Under the Right Conditions, We Can Learn Anything
In the 1950s, American psychologist-educator-inventor-poet B. F. Skinner established his own philosophy of science, which he called Radical Behaviorism, and advanced his theory of "operant conditioning." Conditioning is the scientific term for learning, and operant refers to the concept that people perform actions that change their environments -- for better or worse. Each environmental change gives a person feedback. When the feedback is positive, it reinforces the behavior and increases the likelihood it will be repeated. If the feedback is negative, it will decrease the chances the behavior will reoccur. Skinner believed that when behavior was positively reinforced, it was apt to be repeated. This led to the practice of positive reinforcement and introduced to teaching the concept of punishments and rewards. He also believed that the reinforcement must be immediate. This approach led to the idea that through the use of behavioral objectives (descriptions of what a person is being asked to do) and immediate, positive feedback, everyone should be able to learn anything and everything. This philosophy permeates much of our curriculum today and is partly responsible for the idea that given the right amount of learning in a small enough
dose, everyone can master the entire curriculum.

Bloom's Taxonomy
In 1956, American educational psychologist Benjamin Bloom published his "Taxonomy of Educational Objectives." Building on Skinner's theories, the taxonomy identifies a ladder of mental steps that a learner goes through to reach full understanding of a concept. The taxonomy begins with simple concept definitions and works its way up to the student's ability to synthesize and evaluate the concepts. This taxonomy is widely used today as a way for teachers to build lesson plans ensuring that learners are moving past rote memorization and toward synthesis of information, thus enabling them to reach the highest cognitive level possible. The taxonomy proved to be extremely valuable in the specification and analysis of student goals and outcomes and the need to design classes to attain them. This approach
provides teachers a way to match what they want the student to learn with the plan they have for teaching.

Multiple Intelligences
Howard Gardner is a professor of cognition and education at Harvard University and co-director of Harvard's Project Zero. He is widely known for his theory of multiple intelligences, introduced in his book "Frames of Mind" (1983). In his book, Gardner proposes a novel notion: that "intelligence" should be formally measured in more ways than simply through the widely accepted logical-linguistic IQ-type formalized tests used in most school systems. Frames was very well received by those in the educational arena. Gardner suggests that everyone has elements of each of the intelligences, and we use them depending on our preferences and the kind of tasks we are called to do. This viewpoint is in direct contrast to many of the language and logic theorists who believe that there is only one kind of intelligence, that we either have a lot of it or not that much, and that there is virtually very little that we can do about it.

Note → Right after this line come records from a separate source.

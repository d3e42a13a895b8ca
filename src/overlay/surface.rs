//! Drawing surfaces.
//!
//! The renderer only ever clears a rectangle or strokes one, so a surface
//! implements just those two operations.

// ============================================================================
// Imports
// ============================================================================

use std::fmt;

// ============================================================================
// Geometry & Color
// ============================================================================

/// Axis-aligned rectangle in canvas pixels.
#[derive(Debug, Clone, Copy, PartialEq)]
pub struct Rect {
    /// Left edge.
    pub x: f64,
    /// Top edge.
    pub y: f64,
    /// Width.
    pub width: f64,
    /// Height.
    pub height: f64,
}

impl Rect {
    /// Creates a rectangle.
    #[inline]
    #[must_use]
    pub const fn new(x: f64, y: f64, width: f64, height: f64) -> Self {
        Self {
            x,
            y,
            width,
            height,
        }
    }
}

/// RGBA stroke color.
#[derive(Debug, Clone, Copy, PartialEq, Eq, Hash)]
pub struct Color {
    /// Red.
    pub r: u8,
    /// Green.
    pub g: u8,
    /// Blue.
    pub b: u8,
    /// Alpha.
    pub a: u8,
}

impl Color {
    /// Primary subject (`#00FF00`).
    pub const GREEN: Self = Self::rgb(0x00, 0xFF, 0x00);

    /// Any other detection (`#FF0000`).
    pub const RED: Self = Self::rgb(0xFF, 0x00, 0x00);

    /// Creates an opaque color.
    #[inline]
    #[must_use]
    pub const fn rgb(r: u8, g: u8, b: u8) -> Self {
        Self { r, g, b, a: 0xFF }
    }

    /// Returns the color as an RGBA array.
    #[inline]
    #[must_use]
    pub const fn to_rgba(self) -> [u8; 4] {
        [self.r, self.g, self.b, self.a]
    }
}

impl fmt::Display for Color {
    fn fmt(&self, f: &mut fmt::Formatter<'_>) -> fmt::Result {
        write!(f, "#{:02X}{:02X}{:02X}", self.r, self.g, self.b)
    }
}

// ============================================================================
// Surface
// ============================================================================

/// Target the overlay renderer draws on.
pub trait Surface: Send {
    /// Erases `rect`.
    fn clear_rect(&mut self, rect: Rect);

    /// Strokes the outline of `rect`.
    fn stroke_rect(&mut self, rect: Rect, color: Color);
}

// ============================================================================
// DisplayList
// ============================================================================

/// One recorded drawing operation.
#[derive(Debug, Clone, Copy, PartialEq)]
pub enum DrawOp {
    /// `clear_rect`.
    Clear(Rect),
    /// `stroke_rect`.
    Stroke(Rect, Color),
}

/// Surface that records operations instead of rasterizing them.
///
/// Useful for forwarding overlays to another renderer, and in tests.
#[derive(Debug, Clone, Default, PartialEq)]
pub struct DisplayList {
    ops: Vec<DrawOp>,
}

impl DisplayList {
    /// Creates an empty list.
    #[must_use]
    pub fn new() -> Self {
        Self::default()
    }

    /// Returns the recorded operations.
    #[inline]
    #[must_use]
    pub fn ops(&self) -> &[DrawOp] {
        &self.ops
    }

    /// Returns the strokes issued since the last clear.
    #[must_use]
    pub fn current_strokes(&self) -> Vec<(Rect, Color)> {
        let start = self
            .ops
            .iter()
            .rposition(|op| matches!(op, DrawOp::Clear(_)))
            .map_or(0, |i| i + 1);
        self.ops[start..]
            .iter()
            .filter_map(|op| match op {
                DrawOp::Stroke(rect, color) => Some((*rect, *color)),
                DrawOp::Clear(_) => None,
            })
            .collect()
    }

    /// Removes and returns the recorded operations.
    pub fn take(&mut self) -> Vec<DrawOp> {
        std::mem::take(&mut self.ops)
    }
}

impl Surface for DisplayList {
    fn clear_rect(&mut self, rect: Rect) {
        self.ops.push(DrawOp::Clear(rect));
    }

    fn stroke_rect(&mut self, rect: Rect, color: Color) {
        self.ops.push(DrawOp::Stroke(rect, color));
    }
}

// ============================================================================
// Tests
// ============================================================================

#[cfg(test)]
mod tests {
    use super::*;

    #[test]
    fn test_color_hex() {
        assert_eq!(Color::GREEN.to_string(), "#00FF00");
        assert_eq!(Color::RED.to_string(), "#FF0000");
    }

    #[test]
    fn test_current_strokes_after_last_clear() {
        let mut list = DisplayList::new();
        let a = Rect::new(0.0, 0.0, 1.0, 1.0);
        let b = Rect::new(2.0, 2.0, 1.0, 1.0);

        list.stroke_rect(a, Color::RED);
        list.clear_rect(Rect::new(0.0, 0.0, 10.0, 10.0));
        list.stroke_rect(b, Color::GREEN);

        assert_eq!(list.current_strokes(), vec![(b, Color::GREEN)]);
        assert_eq!(list.take().len(), 3);
        assert!(list.ops().is_empty());
    }
}
//! One-shot reply token handed to CALL listeners.
//!
//! Completing a token sends exactly one REPLY. Every later completion is a
//! no-op, so a listener cannot answer one call twice.

// ============================================================================
// Imports
// ============================================================================

use std::fmt;
use std::sync::Arc;
use std::sync::atomic::{AtomicBool, Ordering};

use serde_json::{Map, Value};
use tracing::debug;

use crate::error::Result;
use crate::identifiers::EventId;
use crate::protocol::EVENT_MESSAGE;

use super::Connection;

// ============================================================================
// ReplyToken
// ============================================================================

struct TokenInner {
    connection: Connection,
    event: String,
    event_id: EventId,
    consumed: AtomicBool,
}

/// Handle for answering one inbound CALL.
///
/// Cheap to clone; all clones share the consumed flag.
#[derive(Clone)]
pub struct ReplyToken {
    inner: Arc<TokenInner>,
}

impl fmt::Debug for ReplyToken {
    fn fmt(&self, f: &mut fmt::Formatter<'_>) -> fmt::Result {
        f.debug_struct("ReplyToken")
            .field("event", &self.inner.event)
            .field("event_id", &self.inner.event_id)
            .field("consumed", &self.is_consumed())
            .finish()
    }
}

impl ReplyToken {
    pub(crate) fn new(connection: Connection, event: impl Into<String>, event_id: EventId) -> Self {
        Self {
            inner: Arc::new(TokenInner {
                connection,
                event: event.into(),
                event_id,
                consumed: AtomicBool::new(false),
            }),
        }
    }

    /// Returns the event name being answered.
    #[inline]
    #[must_use]
    pub fn event(&self) -> &str {
        &self.inner.event
    }

    /// Returns the correlation id of the call.
    #[inline]
    #[must_use]
    pub fn event_id(&self) -> EventId {
        self.inner.event_id
    }

    /// Returns `true` once a reply was attempted.
    #[inline]
    #[must_use]
    pub fn is_consumed(&self) -> bool {
        self.inner.consumed.load(Ordering::Acquire)
    }

    /// Replies with positional arguments.
    ///
    /// For the `message` event a single argument becomes the payload and
    /// two arguments are read as `(opts, data)`. Other events send the
    /// argument list as the payload.
    ///
    /// Returns `Ok(false)` without sending if the token was already used.
    ///
    /// # Errors
    ///
    /// Returns an error if the connection no longer accepts messages. The
    /// token is consumed either way.
    pub fn reply(&self, args: Vec<Value>) -> Result<bool> {
        if self.inner.event == EVENT_MESSAGE {
            let mut args = args.into_iter();
            return match (args.next(), args.next()) {
                (None, _) => self.complete(None, None),
                (Some(data), None) => self.complete(None, Some(data)),
                (Some(opts), Some(data)) => {
                    let opts = match opts {
                        Value::Object(map) => Some(map),
                        _ => None,
                    };
                    self.complete(opts, Some(data))
                }
            };
        }
        self.complete(None, Some(Value::Array(args)))
    }

    /// Replies with explicit options and payload.
    ///
    /// # Errors
    ///
    /// Returns an error if the connection no longer accepts messages.
    pub fn reply_message(&self, opts: Option<Map<String, Value>>, data: Value) -> Result<bool> {
        self.complete(opts, Some(data))
    }

    fn complete(&self, opts: Option<Map<String, Value>>, data: Option<Value>) -> Result<bool> {
        if self.inner.consumed.swap(true, Ordering::AcqRel) {
            debug!(event_id = %self.inner.event_id, "Reply already sent");
            return Ok(false);
        }
        self.inner
            .connection
            .send_reply(&self.inner.event, self.inner.event_id, opts, data)?;
        Ok(true)
    }
}
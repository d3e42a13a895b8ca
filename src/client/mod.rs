//! Channel client.
//!
//! A [`Connection`] owns one transport socket, drives the handshake and
//! lifecycle, and routes messages to listeners or to pending calls.
//!
//! # Modules
//!
//! | Module | Description |
//! |--------|-------------|
//! | `builder` | [`ConnectionBuilder`] |
//! | `connection` | [`Connection`] state machine and event loop |
//! | `event` | [`Event`] and [`Reply`] payloads |
//! | `options` | [`ConnectionOptions`] |
//! | `reply` | [`ReplyToken`] for inbound calls |
//! | `session` | [`Session`] addressing and [`Credentials`] |
//! | `state` | [`ConnectionState`] |

// ============================================================================
// Submodules
// ============================================================================

/// Connection builder.
pub mod builder;

/// Connection state machine.
pub mod connection;

/// Listener and callback payloads.
pub mod event;

/// Connection options.
pub mod options;

/// Reply tokens.
pub mod reply;

/// Session addressing.
pub mod session;

/// Lifecycle states.
pub mod state;

// ============================================================================
// Re-exports
// ============================================================================

pub use builder::ConnectionBuilder;
pub use connection::Connection;
pub use event::{Event, Reply};
pub use options::{ConnectionOptions, DEFAULT_OPEN_TIMEOUT, DEFAULT_PATH};
pub use reply::ReplyToken;
pub use session::{Credentials, Session};
pub use state::ConnectionState;
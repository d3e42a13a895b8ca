//! Connection lifecycle states.

use std::fmt;

/// Lifecycle state of a [`Connection`](super::Connection).
///
/// ```text
/// Idle ──open()──► Connecting ──handshake──► Open
///   │                  │                       │
///   └──────────────────┴──── close()/error() ──┴──► Closing ──► Closed
/// ```
///
/// `Closed` is terminal. A connection closed by `error()` keeps the
/// triggering error, see [`Connection::last_error`](super::Connection::last_error).
#[derive(Debug, Clone, Copy, PartialEq, Eq, Hash)]
pub enum ConnectionState {
    /// Created, `open()` not called yet.
    Idle,
    /// Transport connecting or waiting for the handshake.
    Connecting,
    /// Handshake completed.
    Open,
    /// Close requested, transport shutting down.
    Closing,
    /// Terminal.
    Closed,
}

impl ConnectionState {
    /// Returns `true` once `close()` has been requested.
    #[inline]
    #[must_use]
    pub const fn is_closing(self) -> bool {
        matches!(self, Self::Closing | Self::Closed)
    }

    /// Returns `true` while outbound messages are accepted.
    #[inline]
    #[must_use]
    pub const fn can_send(self) -> bool {
        matches!(self, Self::Connecting | Self::Open)
    }
}

impl fmt::Display for ConnectionState {
    fn fmt(&self, f: &mut fmt::Formatter<'_>) -> fmt::Result {
        f.write_str(match self {
            Self::Idle => "idle",
            Self::Connecting => "connecting",
            Self::Open => "open",
            Self::Closing => "closing",
            Self::Closed => "closed",
        })
    }
}
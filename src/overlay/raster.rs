//! Raster surface backed by an RGBA image.
//!
//! Burns overlays into still frames, e.g. snapshots saved next to a
//! recording.

use std::path::Path;

use image::{Rgba, RgbaImage};

use crate::error::{Error, Result};

use super::surface::{Color, Rect, Surface};

/// Default stroke width in pixels.
const DEFAULT_LINE_WIDTH: u32 = 2;

/// [`Surface`] drawing into an [`RgbaImage`].
///
/// Coordinates are rounded to whole pixels and clipped to the image.
#[derive(Debug, Clone)]
pub struct RasterSurface {
    image: RgbaImage,
    line_width: u32,
}

impl RasterSurface {
    /// Creates a transparent surface.
    #[must_use]
    pub fn new(width: u32, height: u32) -> Self {
        Self::from_image(RgbaImage::new(width, height))
    }

    /// Draws on top of an existing frame.
    #[must_use]
    pub fn from_image(image: RgbaImage) -> Self {
        Self {
            image,
            line_width: DEFAULT_LINE_WIDTH,
        }
    }

    /// Sets the stroke width (at least one pixel).
    #[must_use]
    pub fn with_line_width(mut self, line_width: u32) -> Self {
        self.line_width = line_width.max(1);
        self
    }

    /// Returns the image.
    #[inline]
    #[must_use]
    pub fn image(&self) -> &RgbaImage {
        &self.image
    }

    /// Consumes the surface, returning the image.
    #[inline]
    #[must_use]
    pub fn into_image(self) -> RgbaImage {
        self.image
    }

    /// Writes the image as PNG.
    ///
    /// # Errors
    ///
    /// Returns [`Error::Io`] if encoding or writing fails.
    pub fn save_png(&self, path: impl AsRef<Path>) -> Result<()> {
        self.image
            .save_with_format(path, image::ImageFormat::Png)
            .map_err(|e| Error::Io(std::io::Error::other(e)))
    }

    /// Converts a rectangle to clipped pixel bounds `[x0, x1) x [y0, y1)`.
    fn pixel_bounds(&self, rect: Rect) -> Option<(u32, u32, u32, u32)> {
        let (width, height) = self.image.dimensions();
        let clip = |v: f64, max: u32| v.round().clamp(0.0, f64::from(max)) as u32;

        let (left, right) = if rect.width >= 0.0 {
            (rect.x, rect.x + rect.width)
        } else {
            (rect.x + rect.width, rect.x)
        };
        let (top, bottom) = if rect.height >= 0.0 {
            (rect.y, rect.y + rect.height)
        } else {
            (rect.y + rect.height, rect.y)
        };

        let x0 = clip(left, width);
        let x1 = clip(right, width);
        let y0 = clip(top, height);
        let y1 = clip(bottom, height);
        (x0 < x1 && y0 < y1).then_some((x0, x1, y0, y1))
    }

    fn fill(&mut self, x0: u32, x1: u32, y0: u32, y1: u32, pixel: Rgba<u8>) {
        for y in y0..y1 {
            for x in x0..x1 {
                self.image.put_pixel(x, y, pixel);
            }
        }
    }
}

impl Surface for RasterSurface {
    fn clear_rect(&mut self, rect: Rect) {
        if let Some((x0, x1, y0, y1)) = self.pixel_bounds(rect) {
            self.fill(x0, x1, y0, y1, Rgba([0, 0, 0, 0]));
        }
    }

    fn stroke_rect(&mut self, rect: Rect, color: Color) {
        let Some((x0, x1, y0, y1)) = self.pixel_bounds(rect) else {
            return;
        };
        let pixel = Rgba(color.to_rgba());
        let line = self.line_width;

        self.fill(x0, x1, y0, (y0 + line).min(y1), pixel);
        self.fill(x0, x1, y1.saturating_sub(line).max(y0), y1, pixel);
        self.fill(x0, (x0 + line).min(x1), y0, y1, pixel);
        self.fill(x1.saturating_sub(line).max(x0), x1, y0, y1, pixel);
    }
}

While this timeline is not by any means exhaustive, it informs our conversations regarding standardized testing, homeschooling and charter schools. We have a great deal of history and theory to inform us about what is best for children. This is followed up by recent studies in brain research that adds scientific findings that are affirming the assumptions of these theories by unpacking how the brain develops. Any real debate about testing and accountability, teaching and learning should keep educational theory in mind if the decisions are truly for the benefit of the learner.